## Given data:
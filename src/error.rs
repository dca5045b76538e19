use std::fmt;

use crate::Method;

/// Boxed error produced by a response transform.
pub type BoxError = Box<dyn std::error::Error + Send + Sync + 'static>;

/// Error type returned by this crate.
#[derive(Debug, thiserror::Error)]
pub enum Error {
    /// The request failed and was classified; retries, if any, are exhausted.
    #[error(transparent)]
    Classified(#[from] ClassifiedError),
    /// The caller's transform rejected a successful response. Never retried.
    #[error("response transform failed: {0}")]
    Transform(#[source] BoxError),
    /// The payload could not be encoded as JSON. No request was sent.
    #[error("payload encoding failed: {0}")]
    Encode(#[source] serde_json::Error),
    /// The underlying `reqwest` client could not be built.
    #[error("http client setup failed: {0}")]
    Setup(#[source] reqwest::Error),
}

impl Error {
    /// Returns the classified error, if this is one.
    pub fn classified(&self) -> Option<&ClassifiedError> {
        match self {
            Self::Classified(err) => Some(err),
            _ => None,
        }
    }

    /// Shorthand for `classified().map(ClassifiedError::kind)`.
    pub fn kind(&self) -> Option<ErrorKind> {
        self.classified().map(ClassifiedError::kind)
    }
}

/// Where a failed request went, and why it failed.
#[derive(Clone, Debug, PartialEq, Eq)]
pub struct Diagnostic {
    pub method: Method,
    pub url: String,
    /// Request body as lossy UTF-8, when the request had one.
    pub body: Option<String>,
    /// Response text or transport failure message.
    pub reason: String,
}

impl fmt::Display for Diagnostic {
    fn fmt(&self, f: &mut fmt::Formatter<'_>) -> fmt::Result {
        write!(f, "{} {}", self.method, self.url)?;
        if let Some(body) = &self.body {
            write!(f, " body = {body}")?;
        }
        write!(f, " reason = {}", self.reason)
    }
}

/// Why no response was received.
#[derive(Clone, Copy, Debug, PartialEq, Eq, Hash)]
pub enum TransportFailureKind {
    /// The connection could not be established.
    Connect,
    /// The connect or read deadline passed.
    Timeout,
    /// The caller's cancellation token fired.
    Cancelled,
    /// Any other failure while sending or reading the body.
    Other,
}

impl fmt::Display for TransportFailureKind {
    fn fmt(&self, f: &mut fmt::Formatter<'_>) -> fmt::Result {
        f.write_str(match self {
            Self::Connect => "connect",
            Self::Timeout => "timeout",
            Self::Cancelled => "cancelled",
            Self::Other => "other",
        })
    }
}

/// Classified outcome of a failed request.
///
/// The set is closed: every non-2xx status and every transport failure maps
/// onto exactly one variant.
#[derive(Clone, Debug, PartialEq, Eq, thiserror::Error)]
pub enum ClassifiedError {
    /// HTTP 400.
    #[error("bad input to API: {diagnostic}")]
    BadInput { diagnostic: Diagnostic },
    /// HTTP 401 or 403.
    #[error("not authorised to access API (status {status}): {diagnostic}")]
    Unauthorized { status: u16, diagnostic: Diagnostic },
    /// HTTP 404.
    #[error("no resources found: {diagnostic}")]
    NotFound { diagnostic: Diagnostic },
    /// Any other non-2xx status.
    #[error("API request was not ok, status code {status}: {diagnostic}")]
    ServerError { status: u16, diagnostic: Diagnostic },
    /// No response was received.
    #[error("transport error ({kind}): {diagnostic}")]
    Transport {
        kind: TransportFailureKind,
        diagnostic: Diagnostic,
    },
}

/// Fieldless discriminant of [`ClassifiedError`].
#[derive(Clone, Copy, Debug, PartialEq, Eq, Hash)]
pub enum ErrorKind {
    /// See [`ClassifiedError::BadInput`].
    BadInput,
    /// See [`ClassifiedError::Unauthorized`].
    Unauthorized,
    /// See [`ClassifiedError::NotFound`].
    NotFound,
    /// See [`ClassifiedError::ServerError`].
    ServerError,
    /// See [`ClassifiedError::Transport`].
    Transport,
}

impl ClassifiedError {
    /// Which variant this is, without its payload.
    pub fn kind(&self) -> ErrorKind {
        match self {
            Self::BadInput { .. } => ErrorKind::BadInput,
            Self::Unauthorized { .. } => ErrorKind::Unauthorized,
            Self::NotFound { .. } => ErrorKind::NotFound,
            Self::ServerError { .. } => ErrorKind::ServerError,
            Self::Transport { .. } => ErrorKind::Transport,
        }
    }

    /// Request and failure details, present on every variant.
    pub fn diagnostic(&self) -> &Diagnostic {
        match self {
            Self::BadInput { diagnostic }
            | Self::Unauthorized { diagnostic, .. }
            | Self::NotFound { diagnostic }
            | Self::ServerError { diagnostic, .. }
            | Self::Transport { diagnostic, .. } => diagnostic,
        }
    }

    /// HTTP status of the response, if one was received.
    pub fn status(&self) -> Option<u16> {
        match self {
            Self::BadInput { .. } => Some(400),
            Self::NotFound { .. } => Some(404),
            Self::Unauthorized { status, .. } | Self::ServerError { status, .. } => Some(*status),
            Self::Transport { .. } => None,
        }
    }

    /// Client misuse or permanent absence. Retrying cannot help.
    pub fn is_terminal(&self) -> bool {
        matches!(
            self.kind(),
            ErrorKind::BadInput | ErrorKind::Unauthorized | ErrorKind::NotFound
        )
    }

    /// True when the caller's cancellation token ended the call.
    pub fn is_cancelled(&self) -> bool {
        matches!(
            self,
            Self::Transport {
                kind: TransportFailureKind::Cancelled,
                ..
            }
        )
    }
}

## Exercise description:
Set down the entire listing above again, word for word.

## Problem solution:
filename src/error.rs
repository dca5045b76538e19
use std::fmt;

use crate::Method;

/// Boxed error produced by a response transform.
pub type BoxError = Box<dyn std::error::Error + Send + Sync + 'static>;

/// Error type returned by this crate.
#[derive(Debug, thiserror::Error)]
pub enum Error {
    /// The request failed and was classified; retries, if any, are exhausted.
    #[error(transparent)]
    Classified(#[from] ClassifiedError),
    /// The caller's transform rejected a successful response. Never retried.
    #[error("response transform failed: {0}")]
    Transform(#[source] BoxError),
    /// The payload could not be encoded as JSON. No request was sent.
    #[error("payload encoding failed: {0}")]
    Encode(#[source] serde_json::Error),
    /// The underlying `reqwest` client could not be built.
    #[error("http client setup failed: {0}")]
    Setup(#[source] reqwest::Error),
}

impl Error {
    /// Returns the classified error, if this is one.
    pub fn classified(&self) -> Option<&ClassifiedError> {
        match self {
            Self::Classified(err) => Some(err),
            _ => None,
        }
    }

    /// Shorthand for `classified().map(ClassifiedError::kind)`.
    pub fn kind(&self) -> Option<ErrorKind> {
        self.classified().map(ClassifiedError::kind)
    }
}

/// Where a failed request went, and why it failed.
#[derive(Clone, Debug, PartialEq, Eq)]
pub struct Diagnostic {
    pub method: Method,
    pub url: String,
    /// Request body as lossy UTF-8, when the request had one.
    pub body: Option<String>,
    /// Response text or transport failure message.
    pub reason: String,
}

impl fmt::Display for Diagnostic {
    fn fmt(&self, f: &mut fmt::Formatter<'_>) -> fmt::Result {
        write!(f, "{} {}", self.method, self.url)?;
        if let Some(body) = &self.body {
            write!(f, " body = {body}")?;
        }
        write!(f, " reason = {}", self.reason)
    }
}

/// Why no response was received.
#[derive(Clone, Copy, Debug, PartialEq, Eq, Hash)]
pub enum TransportFailureKind {
    /// The connection could not be established.
    Connect,
    /// The connect or read deadline passed.
    Timeout,
    /// The caller's cancellation token fired.
    Cancelled,
    /// Any other failure while sending or reading the body.
    Other,
}

impl fmt::Display for TransportFailureKind {
    fn fmt(&self, f: &mut fmt::Formatter<'_>) -> fmt::Result {
        f.write_str(match self {
            Self::Connect => "connect",
            Self::Timeout => "timeout",
            Self::Cancelled => "cancelled",
            Self::Other => "other",
        })
    }
}

/// Classified outcome of a failed request.
///
/// The set is closed: every non-2xx status and every transport failure maps
/// onto exactly one variant.
#[derive(Clone, Debug, PartialEq, Eq, thiserror::Error)]
pub enum ClassifiedError {
    /// HTTP 400.
    #[error("bad input to API: {diagnostic}")]
    BadInput { diagnostic: Diagnostic },
    /// HTTP 401 or 403.
    #[error("not authorised to access API (status {status}): {diagnostic}")]
    Unauthorized { status: u16, diagnostic: Diagnostic },
    /// HTTP 404.
    #[error("no resources found: {diagnostic}")]
    NotFound { diagnostic: Diagnostic },
    /// Any other non-2xx status.
    #[error("API request was not ok, status code {status}: {diagnostic}")]
    ServerError { status: u16, diagnostic: Diagnostic },
    /// No response was received.
    #[error("transport error ({kind}): {diagnostic}")]
    Transport {
        kind: TransportFailureKind,
        diagnostic: Diagnostic,
    },
}

/// Fieldless discriminant of [`ClassifiedError`].
#[derive(Clone, Copy, Debug, PartialEq, Eq, Hash)]
pub enum ErrorKind {
    /// See [`ClassifiedError::BadInput`].
    BadInput,
    /// See [`ClassifiedError::Unauthorized`].
    Unauthorized,
    /// See [`ClassifiedError::NotFound`].
    NotFound,
    /// See [`ClassifiedError::ServerError`].
    ServerError,
    /// See [`ClassifiedError::Transport`].
    Transport,
}

impl ClassifiedError {
    /// Which variant this is, without its payload.
    pub fn kind(&self) -> ErrorKind {
        match self {
            Self::BadInput { .. } => ErrorKind::BadInput,
            Self::Unauthorized { .. } => ErrorKind::Unauthorized,
            Self::NotFound { .. } => ErrorKind::NotFound,
            Self::ServerError { .. } => ErrorKind::ServerError,
            Self::Transport { .. } => ErrorKind::Transport,
        }
    }

    /// Request and failure details, present on every variant.
    pub fn diagnostic(&self) -> &Diagnostic {
        match self {
            Self::BadInput { diagnostic }
            | Self::Unauthorized { diagnostic, .. }
            | Self::NotFound { diagnostic }
            | Self::ServerError { diagnostic, .. }
            | Self::Transport { diagnostic, .. } => diagnostic,
        }
    }

    /// HTTP status of the response, if one was received.
    pub fn status(&self) -> Option<u16> {
        match self {
            Self::BadInput { .. } => Some(400),
            Self::NotFound { .. } => Some(404),
            Self::Unauthorized { status, .. } | Self::ServerError { status, .. } => Some(*status),
            Self::Transport { .. } => None,
        }
    }

    /// Client misuse or permanent absence. Retrying cannot help.
    pub fn is_terminal(&self) -> bool {
        matches!(
            self.kind(),
            ErrorKind::BadInput | ErrorKind::Unauthorized | ErrorKind::NotFound
        )
    }

    /// True when the caller's cancellation token ended the call.
    pub fn is_cancelled(&self) -> bool {
        matches!(
            self,
            Self::Transport {
                kind: TransportFailureKind::Cancelled,
                ..
            }
        )
    }
}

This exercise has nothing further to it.